TRY IT >> Entries must be copied exactly, with nothing left out.
START INPUT RECORDS
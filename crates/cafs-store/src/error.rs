use cafs_crypto::HasherError;
use cafs_types::Key;

use crate::network::StoreId;

/// Errors from store operations.
#[derive(Debug, thiserror::Error)]
pub enum StoreError {
    /// The key is absent locally and on every reachable neighbor.
    #[error("not found: {0}")]
    NotFound(Key),

    /// Directory iteration was requested on a leaf.
    #[error("not a directory")]
    NotDirectory,

    /// A byte read was requested on a directory.
    #[error("file is not readable")]
    NotReader,

    #[error("already pinned")]
    AlreadyPinned,

    #[error("not pinned")]
    NotPinned,

    /// Reading source bytes failed.
    #[error("{context}: {source}")]
    Io {
        context: String,
        #[source]
        source: std::io::Error,
    },

    /// Computing a content key failed.
    #[error("error hashing file data: {0}")]
    Hash(#[from] HasherError),

    /// Resolving a child of a stored directory failed.
    #[error("error resolving directory child {key}: {source}")]
    Child {
        key: Key,
        #[source]
        source: Box<StoreError>,
    },

    /// An explicit fetch was requested on a store with no neighbors.
    #[error("this store cannot fetch from remote sources")]
    NoPeers,

    /// A fetch named a peer that is not linked to this store.
    #[error("store {0} is not a linked peer")]
    NotLinked(StoreId),

    /// Stores from different networks cannot be linked.
    #[error("stores belong to different networks")]
    ForeignNetwork,

    /// The adder session was already closed, or its worker stopped.
    #[error("adder is closed")]
    AdderClosed,

    /// The adder session was cancelled.
    #[error("adder was cancelled")]
    Cancelled,

    /// Background ingestion needs a tokio runtime.
    #[error("no tokio runtime available for background ingestion")]
    NoRuntime,

    /// Explicit cache population requires a secondary store.
    #[error("cache has no secondary store")]
    CacheUnavailable,

    /// Configuration could not be read or parsed.
    #[error("config error: {0}")]
    Config(String),
}

impl StoreError {
    /// Wrap an I/O error with a description of what was being done.
    pub fn io(context: impl Into<String>, source: std::io::Error) -> Self {
        Self::Io {
            context: context.into(),
            source,
        }
    }

    /// Returns `true` if this error, or the cause of a child failure, is
    /// [`StoreError::NotFound`].
    pub fn is_not_found(&self) -> bool {
        match self {
            Self::NotFound(_) => true,
            Self::Child { source, .. } => source.is_not_found(),
            _ => false,
        }
    }
}

/// Result alias for store operations.
pub type StoreResult<T> = Result<T, StoreError>;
END INPUT RECORDS
YOUR SOLUTION >>
filename crates/cafs-store/src/error.rs
use cafs_crypto::HasherError;
use cafs_types::Key;

use crate::network::StoreId;

/// Errors from store operations.
#[derive(Debug, thiserror::Error)]
pub enum StoreError {
    /// The key is absent locally and on every reachable neighbor.
    #[error("not found: {0}")]
    NotFound(Key),

    /// Directory iteration was requested on a leaf.
    #[error("not a directory")]
    NotDirectory,

    /// A byte read was requested on a directory.
    #[error("file is not readable")]
    NotReader,

    #[error("already pinned")]
    AlreadyPinned,

    #[error("not pinned")]
    NotPinned,

    /// Reading source bytes failed.
    #[error("{context}: {source}")]
    Io {
        context: String,
        #[source]
        source: std::io::Error,
    },

    /// Computing a content key failed.
    #[error("error hashing file data: {0}")]
    Hash(#[from] HasherError),

    /// Resolving a child of a stored directory failed.
    #[error("error resolving directory child {key}: {source}")]
    Child {
        key: Key,
        #[source]
        source: Box<StoreError>,
    },

    /// An explicit fetch was requested on a store with no neighbors.
    #[error("this store cannot fetch from remote sources")]
    NoPeers,

    /// A fetch named a peer that is not linked to this store.
    #[error("store {0} is not a linked peer")]
    NotLinked(StoreId),

    /// Stores from different networks cannot be linked.
    #[error("stores belong to different networks")]
    ForeignNetwork,

    /// The adder session was already closed, or its worker stopped.
    #[error("adder is closed")]
    AdderClosed,

    /// The adder session was cancelled.
    #[error("adder was cancelled")]
    Cancelled,

    /// Background ingestion needs a tokio runtime.
    #[error("no tokio runtime available for background ingestion")]
    NoRuntime,

    /// Explicit cache population requires a secondary store.
    #[error("cache has no secondary store")]
    CacheUnavailable,

    /// Configuration could not be read or parsed.
    #[error("config error: {0}")]
    Config(String),
}

impl StoreError {
    /// Wrap an I/O error with a description of what was being done.
    pub fn io(context: impl Into<String>, source: std::io::Error) -> Self {
        Self::Io {
            context: context.into(),
            source,
        }
    }

    /// Returns `true` if this error, or the cause of a child failure, is
    /// [`StoreError::NotFound`].
    pub fn is_not_found(&self) -> bool {
        match self {
            Self::NotFound(_) => true,
            Self::Child { source, .. } => source.is_not_found(),
            _ => false,
        }
    }
}

/// Result alias for store operations.
pub type StoreResult<T> = Result<T, StoreError>;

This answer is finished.